The Universal Want is the band’s first album in 11 years. Colin Read directed the “Broken Eyes” video.

The band’s Andy Williams had this to say about “Broken Eyes” in a press release: “We nailed it amidst the enthusiasm of first playing together again. You can overthink and overcomplicate things, but sometimes need to step back and say ‘that’s the heart of the song, right there.’ The rest of The Universal Want has got more eclectic and allows a song as immediate as ‘Broken Eyes’ to be on there.”

Goodwin adds: “It’s like a Ray Davies tune. Our version of something from The Village Green Preservation Society, but the four-chord cycle also goes back to our beginnings and ‘Catch The Sun.’ It’s a bittersweet song, connecting with the way we perceive people, but also ourselves and our anxieties.”

In June the band shared the album’s first single, “Carousels,” which was their first new song in 11 years. “Carousels” made it to #1 on our Songs of the Week list. When the album was announced they shared its second single, “Prisoners,” via a music video for it. “Prisoners” was #2 on our Songs of the Week list. Then they shared a remix of “Carousels” done by The Comet Is Coming, the London based Nu Jazz trio. Then Doves shared the sheet music and lyrics from the album’s closing track, “Forest House,” with the intention that fans and other musicians alike would try and play the song and then post it online using #doveleaks. The band shared one final pre-release single, Cathedrals of the Mind,” via a trippy video for it. “Cathedrals of the Mind” was also one of our Songs of the Week.

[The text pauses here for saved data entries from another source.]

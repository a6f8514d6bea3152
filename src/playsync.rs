// Copyright (C) 2026 Michael Wilson <mike@mdwn.dev>
//
// This program is free software: you can redistribute it and/or modify it under
// the terms of the GNU General Public License as published by the Free Software
// Foundation, version 3.
//
// This program is distributed in the hope that it will be useful, but WITHOUT
// ANY WARRANTY; without even the implied warranty of MERCHANTABILITY or FITNESS
// FOR A PARTICULAR PURPOSE. See the GNU General Public License for more details.
//
// You should have received a copy of the GNU General Public License along with
// this program. If not, see <https://www.gnu.org/licenses/>.
//
use std::sync::{
    atomic::{AtomicBool, Ordering},
    Arc,
};
use std::time::Duration;

use parking_lot::{Condvar, Mutex};

/// Represents the current cancel state.
#[derive(PartialEq)]
enum CancelState {
    Untouched,
    Cancelled,
}

/// A cancel handle is passed to a clip for a single run. It's the clip's responsibility to
/// return from play once the handle has been cancelled.
#[derive(Clone)]
pub struct CancelHandle {
    cancelled: Arc<Mutex<CancelState>>,
    condvar: Arc<Condvar>,
}

impl Default for CancelHandle {
    fn default() -> Self {
        Self::new()
    }
}

impl CancelHandle {
    /// Creates a new cancel handle.
    pub fn new() -> CancelHandle {
        CancelHandle {
            cancelled: Arc::new(Mutex::new(CancelState::Untouched)),
            condvar: Arc::new(Condvar::new()),
        }
    }

    /// Returns true if the run has been cancelled.
    pub fn is_cancelled(&self) -> bool {
        *self.cancelled.lock() == CancelState::Cancelled
    }

    /// Blocks until the handle is cancelled or finished is set to true. Whoever sets
    /// finished must call notify afterwards.
    pub fn wait(&self, finished: Arc<AtomicBool>) {
        let mut cancelled = self.cancelled.lock();
        self.condvar.wait_while(&mut cancelled, |cancelled| {
            *cancelled == CancelState::Untouched && !finished.load(Ordering::Relaxed)
        });
    }

    /// Blocks for at most the given duration. Returns true if the handle was cancelled
    /// before the duration ran out.
    pub fn wait_timeout(&self, timeout: Duration) -> bool {
        let mut cancelled = self.cancelled.lock();
        self.condvar.wait_while_for(
            &mut cancelled,
            |cancelled| *cancelled == CancelState::Untouched,
            timeout,
        );
        *cancelled == CancelState::Cancelled
    }

    /// Wakes up anyone waiting on this handle so they can re-check their condition.
    pub fn notify(&self) {
        // Taking the lock keeps the wakeup from landing between a waiter's check and its sleep.
        let _cancelled = self.cancelled.lock();
        self.condvar.notify_all();
    }

    /// Cancels the run.
    pub fn cancel(&self) {
        let mut cancel_state = self.cancelled.lock();
        if *cancel_state == CancelState::Untouched {
            *cancel_state = CancelState::Cancelled;
            self.condvar.notify_all();
        }
    }
}

#[cfg(test)]
mod test {
    use std::thread;
    use std::time::Instant;

    use super::*;

    #[test]
    fn test_cancel_handle_cancelled() {
        let cancel_handle = CancelHandle::new();
        assert!(!cancel_handle.is_cancelled());

        let join = {
            let cancel_handle = cancel_handle.clone();
            thread::spawn(move || cancel_handle.wait(Arc::new(AtomicBool::new(false))))
        };

        cancel_handle.cancel();
        assert!(join.join().is_ok());
        assert!(cancel_handle.is_cancelled());
    }

    #[test]
    fn test_cancel_handle_finished() {
        let cancel_handle = CancelHandle::new();

        let join = {
            let cancel_handle = cancel_handle.clone();
            thread::spawn(move || cancel_handle.wait(Arc::new(AtomicBool::new(true))))
        };

        assert!(join.join().is_ok());
        assert!(!cancel_handle.is_cancelled());
    }

    #[test]
    fn test_wait_timeout_expires() {
        let cancel_handle = CancelHandle::new();
        let start = Instant::now();
        assert!(!cancel_handle.wait_timeout(Duration::from_millis(50)));
        assert!(start.elapsed() >= Duration::from_millis(50));
    }

    #[test]
    fn test_wait_timeout_cancelled_early() {
        let cancel_handle = CancelHandle::new();
        let join = {
            let cancel_handle = cancel_handle.clone();
            thread::spawn(move || cancel_handle.wait_timeout(Duration::from_secs(10)))
        };

        thread::sleep(Duration::from_millis(20));
        cancel_handle.cancel();
        assert!(join.join().expect("wait thread panicked"));
    }
}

Doves’ last album was 2009’s Kingdom of Rust, which was their fourth. The band went on an “indefinite pause” in 2010, but announced their reunion in 2018 and played their first reunion show in March 2019, to benefit Teenage Cancer Trust. Other live shows followed, along with promises of new music.

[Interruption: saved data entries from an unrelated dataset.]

// Copyright (C) 2026 Michael Wilson <mike@mdwn.dev>
//
// This program is free software: you can redistribute it and/or modify it under
// the terms of the GNU General Public License as published by the Free Software
// Foundation, version 3.
//
// This program is distributed in the hope that it will be useful, but WITHOUT
// ANY WARRANTY; without even the implied warranty of MERCHANTABILITY or FITNESS
// FOR A PARTICULAR PURPOSE. See the GNU General Public License for more details.
//
// You should have received a copy of the GNU General Public License along with
// this program. If not, see <https://www.gnu.org/licenses/>.
//
use std::{
    error::Error,
    process::{Child, Command, Stdio},
};

use parking_lot::Mutex;
use tracing::{debug, error};

use super::{Utterance, Voice};

/// The programs tried, in order.
const PROGRAMS: [&str; 2] = ["espeak-ng", "espeak"];

/// espeak's normal speaking rate in words per minute.
const BASE_WORDS_PER_MINUTE: f32 = 175.0;

/// espeak's normal pitch on its 0-99 scale.
const BASE_PITCH: f32 = 50.0;

/// A speech engine backed by the espeak-ng (or espeak) command line program.
pub struct Engine {
    program: String,
    /// The process speaking the current utterance.
    child: Mutex<Option<Child>>,
}

impl Engine {
    /// Looks for an installed espeak program.
    pub fn detect() -> Option<Engine> {
        PROGRAMS
            .iter()
            .find(|program| {
                Command::new(program)
                    .arg("--version")
                    .stdout(Stdio::null())
                    .stderr(Stdio::null())
                    .status()
                    .is_ok_and(|status| status.success())
            })
            .map(|program| Engine::with_program(program))
    }

    fn with_program(program: &str) -> Engine {
        Engine {
            program: program.to_string(),
            child: Mutex::new(None),
        }
    }

    /// Reaps the current child if it has exited. Returns true if it's still speaking.
    fn reap(&self) -> bool {
        let mut current = self.child.lock();
        let Some(child) = current.as_mut() else {
            return false;
        };
        match child.try_wait() {
            Ok(None) => true,
            Ok(Some(status)) => {
                debug!(pid = child.id(), %status, "Speech finished");
                *current = None;
                false
            }
            Err(e) => {
                error!(err = e.to_string(), "Unable to check on speech");
                *current = None;
                false
            }
        }
    }

    fn args(utterance: &Utterance) -> Vec<String> {
        let mut args = Vec::new();
        if let Some(voice) = utterance.voice.as_ref() {
            args.push("-v".to_string());
            args.push(voice.language().to_string());
        }
        let words_per_minute = (BASE_WORDS_PER_MINUTE * utterance.rate).round().max(1.0) as u32;
        let pitch = (BASE_PITCH * utterance.pitch).round().clamp(0.0, 99.0) as u32;
        args.push("-s".to_string());
        args.push(words_per_minute.to_string());
        args.push("-p".to_string());
        args.push(pitch.to_string());
        args.push("--".to_string());
        args.push(utterance.text.clone());
        args
    }
}

/// Parses the table printed by `espeak-ng --voices`.
fn parse_voices(output: &str) -> Vec<Voice> {
    output
        .lines()
        .skip(1)
        .filter_map(|line| {
            let mut fields = line.split_whitespace();
            let _priority = fields.next()?;
            let language = fields.next()?;
            let _gender = fields.next()?;
            let name = fields.next()?;
            Some(Voice::new(language, &name.replace('_', " ")))
        })
        .collect()
}

impl super::Engine for Engine {
    fn voices(&self) -> Vec<Voice> {
        match Command::new(&self.program)
            .arg("--voices")
            .stderr(Stdio::null())
            .output()
        {
            Ok(output) => parse_voices(&String::from_utf8_lossy(&output.stdout)),
            Err(e) => {
                error!(err = e.to_string(), program = self.program, "Unable to list voices");
                Vec::new()
            }
        }
    }

    fn speak(&self, utterance: &Utterance) -> Result<(), Box<dyn Error>> {
        if self.reap() {
            debug!("Previous utterance is still being spoken");
        }

        let child = Command::new(&self.program)
            .args(Self::args(utterance))
            .stdout(Stdio::null())
            .stderr(Stdio::null())
            .spawn()?;
        debug!(pid = child.id(), program = self.program, "Started speech");

        let mut current = self.child.lock();
        if let Some(mut previous) = current.replace(child) {
            let _ = previous.kill();
            let _ = previous.wait();
        }
        Ok(())
    }

    fn cancel(&self) {
        if let Some(mut child) = self.child.lock().take() {
            // Killing an already exited child fails harmlessly.
            let _ = child.kill();
            let _ = child.wait();
        }
    }
}

impl Drop for Engine {
    fn drop(&mut self) {
        if let Some(mut child) = self.child.get_mut().take() {
            let _ = child.kill();
            let _ = child.wait();
        }
    }
}

#[cfg(test)]
mod test {
    use super::*;
    use crate::speech::Engine as _;
    use crate::testutil::eventually;

    #[test]
    fn test_parse_voices() {
        let output = "Pty Language       Age/Gender VoiceName          File                 Other Languages
 5  en-us           --/M      English_(America)  gmw/en-US            (en 3)
 5  hi              --/M      Hindi              inc/hi
 5  ur              --/M      Urdu               inc/ur
";
        let voices = parse_voices(output);
        assert_eq!(
            vec![
                Voice::new("en-us", "English (America)"),
                Voice::new("hi", "Hindi"),
                Voice::new("ur", "Urdu"),
            ],
            voices
        );
    }

    #[test]
    fn test_args() {
        let args = Engine::args(&Utterance {
            text: "pani".to_string(),
            voice: Some(Voice::new("ur", "Urdu")),
            rate: 0.8,
            pitch: 1.0,
        });
        assert_eq!(
            vec!["-v", "ur", "-s", "140", "-p", "50", "--", "pani"],
            args
        );

        let args = Engine::args(&Utterance {
            text: "pani".to_string(),
            voice: None,
            rate: 1.0,
            pitch: 3.0,
        });
        assert_eq!(vec!["-s", "175", "-p", "99", "--", "pani"], args);
    }

    #[cfg(unix)]
    #[test]
    fn test_finished_speech_is_reaped() {
        let engine = Engine::with_program("true");
        engine
            .speak(&Utterance {
                text: "pani".to_string(),
                voice: None,
                rate: 1.0,
                pitch: 1.0,
            })
            .expect("speak should succeed");

        eventually(|| !engine.reap(), "Finished speech was never reaped");
        assert!(engine.child.lock().is_none());
    }
}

Of the album as a whole, the band’s Jez Williams had this to say: “It’s definitely got the stamp of ‘the time’ all over it. Everything on the album is an echo. It’s an echo of what we were going through at the time. Getting back together, the Royal Albert Hall and everything else.”

The album’s artwork is by London-based, Finnish photographer, Maria Lax. Goodwin was taken by her 2020 photobook, Some Kind of Heavenly Fire, and gifted a copy to each of his bandmates. The press release says the book “set evocative images alongside memorabilia relating to a moment in time when hardship, industrialization and UFO sightings disturbed the peace of her isolated hometown in Northern Finland.”

Doves have released four albums: 2000’s Lost Souls, 2002’s The Last Broadcast, 2005’s Some Cities, and 2009’s Kingdom of Rust. Since their hiatus, frontman Jimi Goodwin released a solo album, Odludek, in 2014. That same year, Doves’ other two members, brothers Jez and Andy Williams, formed the new band Black Rivers (they released their debut album in 2015).